Location and community
When you think about it, a college or university is like a small city where everything is there for you. Each campus feels like its own little world, with its own sense of identity and community. However, your college experience hardly stops at the edge of campus. Colleges and universities are inextricably (another SAT word for you) linked to the towns and cities they call home. For that reason, I decided to lump location and community together. In addition to a school’s sense of place (such as rural, urban, suburban) and campus size, you should also think about the people who live and work there and how they interact. For example, does the campus community embrace its hometown? Conversely, how do residents feel about their local college or university? If you are able to live off campus, what will it be like? What opportunities for recreation, employment, or internships are available both on and off campus and in the region? How do you feel about the local weather? What is the transportation system like for students who do not plan to have a car on campus?

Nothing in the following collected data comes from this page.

// SPDX-License-Identifier: MIT

//! Outing-Log API Server
//!
//! Records outings (golf, surfing, mountain biking) for authenticated users,
//! enriches each record with a weather snapshot, and serves the per-user
//! history from Firestore.

use outing_log::{config::Config, db::FirestoreDb, services::WeatherService, AppState};
use std::sync::Arc;
use tracing_subscriber::{layer::SubscriberExt, util::SubscriberInitExt};

#[tokio::main]
async fn main() -> Result<(), Box<dyn std::error::Error>> {
    // Initialize structured JSON logging
    init_logging();

    // Load configuration from environment
    let config = Config::from_env().expect("Failed to load configuration");
    tracing::info!(port = config.port, "Starting Outing-Log API");

    // Initialize Firestore database
    let db = FirestoreDb::new(&config.gcp_project_id)
        .await
        .expect("Failed to connect to Firestore");

    // Initialize weather lookup client
    let weather = WeatherService::new(config.openweather_api_key.clone());
    tracing::info!(
        live_lookups = config.openweather_api_key.is_some(),
        "Weather service initialized"
    );

    // Build shared state
    let state = Arc::new(AppState {
        config: config.clone(),
        db,
        weather,
    });

    // Build router
    let app = outing_log::routes::create_router(state);

    // Start server
    let addr = format!("0.0.0.0:{}", config.port);
    let listener = tokio::net::TcpListener::bind(&addr).await?;
    tracing::info!(address = %addr, "Server listening");

    axum::serve(listener, app).await?;
    Ok(())
}

/// Initialize structured JSON logging.
fn init_logging() {
    let format = tracing_subscriber::fmt::layer()
        .json()
        .with_target(false)
        .with_current_span(true)
        .flatten_event(true);

    tracing_subscriber::registry()
        .with(
            tracing_subscriber::EnvFilter::from_default_env()
                .add_directive("outing_log=debug".parse().unwrap())
                .add_directive("info".parse().unwrap()),
        )
        .with(format)
        .init();
}
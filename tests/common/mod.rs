// SPDX-License-Identifier: MIT

use outing_log::config::Config;
use outing_log::db::FirestoreDb;
use outing_log::routes::create_router;
use outing_log::services::WeatherService;
use outing_log::AppState;
use std::sync::Arc;

/// Check if emulator is available via environment variable.
#[allow(dead_code)]
pub fn emulator_available() -> bool {
    std::env::var("FIRESTORE_EMULATOR_HOST").is_ok()
}

/// Skip test with message if emulator not available.
#[macro_export]
macro_rules! require_emulator {
    () => {
        if !crate::common::emulator_available() {
            eprintln!("⚠️  Skipping: FIRESTORE_EMULATOR_HOST not set");
            return;
        }
    };
}

/// Create a test database connection.
#[allow(dead_code)]
pub async fn test_db() -> FirestoreDb {
    FirestoreDb::new("test-project")
        .await
        .expect("Failed to connect to Firestore emulator")
}

/// Create a mock database connection (offline).
#[allow(dead_code)]
pub fn test_db_offline() -> FirestoreDb {
    FirestoreDb::new_mock()
}

/// Create a test app with offline mock dependencies.
/// Returns the router and the shared state.
#[allow(dead_code)]
pub fn create_test_app() -> (axum::Router, Arc<AppState>) {
    let config = Config::test_default();
    let db = test_db_offline();
    // No API key: weather lookups are always simulated, never networked.
    let weather = WeatherService::new(None);

    let state = Arc::new(AppState {
        config,
        db,
        weather,
    });

    (create_router(state.clone()), state)
}

/// Create a signed session token for tests.
#[allow(dead_code)]
pub fn create_test_jwt(user_id: &str, email: &str, signing_key: &[u8]) -> String {
    outing_log::middleware::auth::create_jwt(user_id, email, signing_key)
        .expect("test JWT creation")
}
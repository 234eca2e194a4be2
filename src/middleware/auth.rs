// SPDX-License-Identifier: MIT

//! JWT session authentication middleware.

use crate::error::AppError;
use crate::AppState;
use axum::{
    extract::{Request, State},
    http::header,
    middleware::Next,
    response::Response,
};
use axum_extra::extract::cookie::CookieJar;
use jsonwebtoken::{decode, Algorithm, DecodingKey, Validation};
use serde::{Deserialize, Serialize};
use std::sync::Arc;

/// Name of the session cookie.
pub const SESSION_COOKIE: &str = "outing_session";

/// JWT claims structure.
#[derive(Debug, Serialize, Deserialize, Clone)]
pub struct Claims {
    /// Subject (user ID)
    pub sub: String,
    /// Email address of the session user
    pub email: String,
    /// Expiration time (Unix timestamp)
    pub exp: usize,
    /// Issued at (Unix timestamp)
    pub iat: usize,
}

/// Authenticated user extracted from JWT.
#[derive(Debug, Clone)]
pub struct AuthUser {
    pub user_id: String,
    pub email: String,
}

/// Decode and validate a session token.
pub fn verify_session(token: &str, signing_key: &[u8]) -> Option<AuthUser> {
    let key = DecodingKey::from_secret(signing_key);
    let validation = Validation::new(Algorithm::HS256);

    let token_data = decode::<Claims>(token, &key, &validation).ok()?;

    Some(AuthUser {
        user_id: token_data.claims.sub,
        email: token_data.claims.email,
    })
}

/// Pull the session token out of the cookie jar or the Authorization header.
pub fn extract_token(jar: &CookieJar, headers: &axum::http::HeaderMap) -> Option<String> {
    if let Some(cookie) = jar.get(SESSION_COOKIE) {
        return Some(cookie.value().to_string());
    }

    let auth_header = headers
        .get(header::AUTHORIZATION)
        .and_then(|h| h.to_str().ok())?;

    auth_header
        .strip_prefix("Bearer ")
        .map(|token| token.to_string())
}

/// Middleware that requires valid JWT authentication.
///
/// Failures go through [`AppError`] so 401s carry the same JSON error body
/// as every other failure.
pub async fn require_auth(
    State(state): State<Arc<AppState>>,
    jar: CookieJar,
    mut request: Request,
    next: Next,
) -> Result<Response, AppError> {
    let token = extract_token(&jar, request.headers()).ok_or(AppError::Unauthorized)?;

    let auth_user = verify_session(&token, &state.config.jwt_signing_key)
        .ok_or(AppError::InvalidToken)?;

    request.extensions_mut().insert(auth_user);

    Ok(next.run(request).await)
}

/// Create a JWT for a user session.
pub fn create_jwt(user_id: &str, email: &str, signing_key: &[u8]) -> anyhow::Result<String> {
    use jsonwebtoken::{encode, EncodingKey, Header};
    use std::time::{SystemTime, UNIX_EPOCH};

    let now = SystemTime::now().duration_since(UNIX_EPOCH)?.as_secs() as usize;

    let claims = Claims {
        sub: user_id.to_string(),
        email: email.to_string(),
        iat: now,
        exp: now + 30 * 24 * 60 * 60, // 30 days
    };

    Ok(encode(
        &Header::new(Algorithm::HS256),
        &claims,
        &EncodingKey::from_secret(signing_key),
    )?)
}
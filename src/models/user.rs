//! User model for the session lifetime.

use serde::{Deserialize, Serialize};

/// Authenticated user, as reported by the identity provider.
///
/// The profile is owned by the identity provider; this service only holds it
/// in memory for the duration of a session.
#[derive(Debug, Clone, Serialize, Deserialize)]
pub struct User {
    /// Opaque user ID (also the owner key on activity records)
    pub id: String,
    /// Email address
    pub email: String,
}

As you might imagine, some of these questions may best be answered during a campus visit. Actually being there, experiencing a school in person, is something that no publication or website can duplicate. Visiting the campus is ultimately the best “filter” for your college search. You will start your senior year of high school with a number of colleges that make your “short list,” and you will visit several of them. When you do make it to campus, allow time to listen to yourself and get a sense of how you feel as you meet with admission officers, financial aid advisors, professors, and college students. If a campus visit is truly not an option (always check with your admission counselor first to see if they can help you get to campus), take advantage of the videos, photos, and even virtual tours available online. Also, call the admission office and ask to speak with an admission officer and a current student—ideally from your home state—who can give you an “unfiltered” flavor of what life on campus is really like.
In the end . . .
Through preparation and planning, your college search will be an exciting journey. Remember, there are many people who are there along the way who want to see you succeed as you start your college career. As you explore your options, know this: after we admit you, we hope you will enroll in our college, major in something you care about, graduate, and go on to be happy and successful, however you define happiness and success. In the end, make sure you also rely on your intuition—your “gut feeling”—when choosing a college or university that, ultimately, feels like home. Truly, the odds of finding that best-fit college are ever in your favor.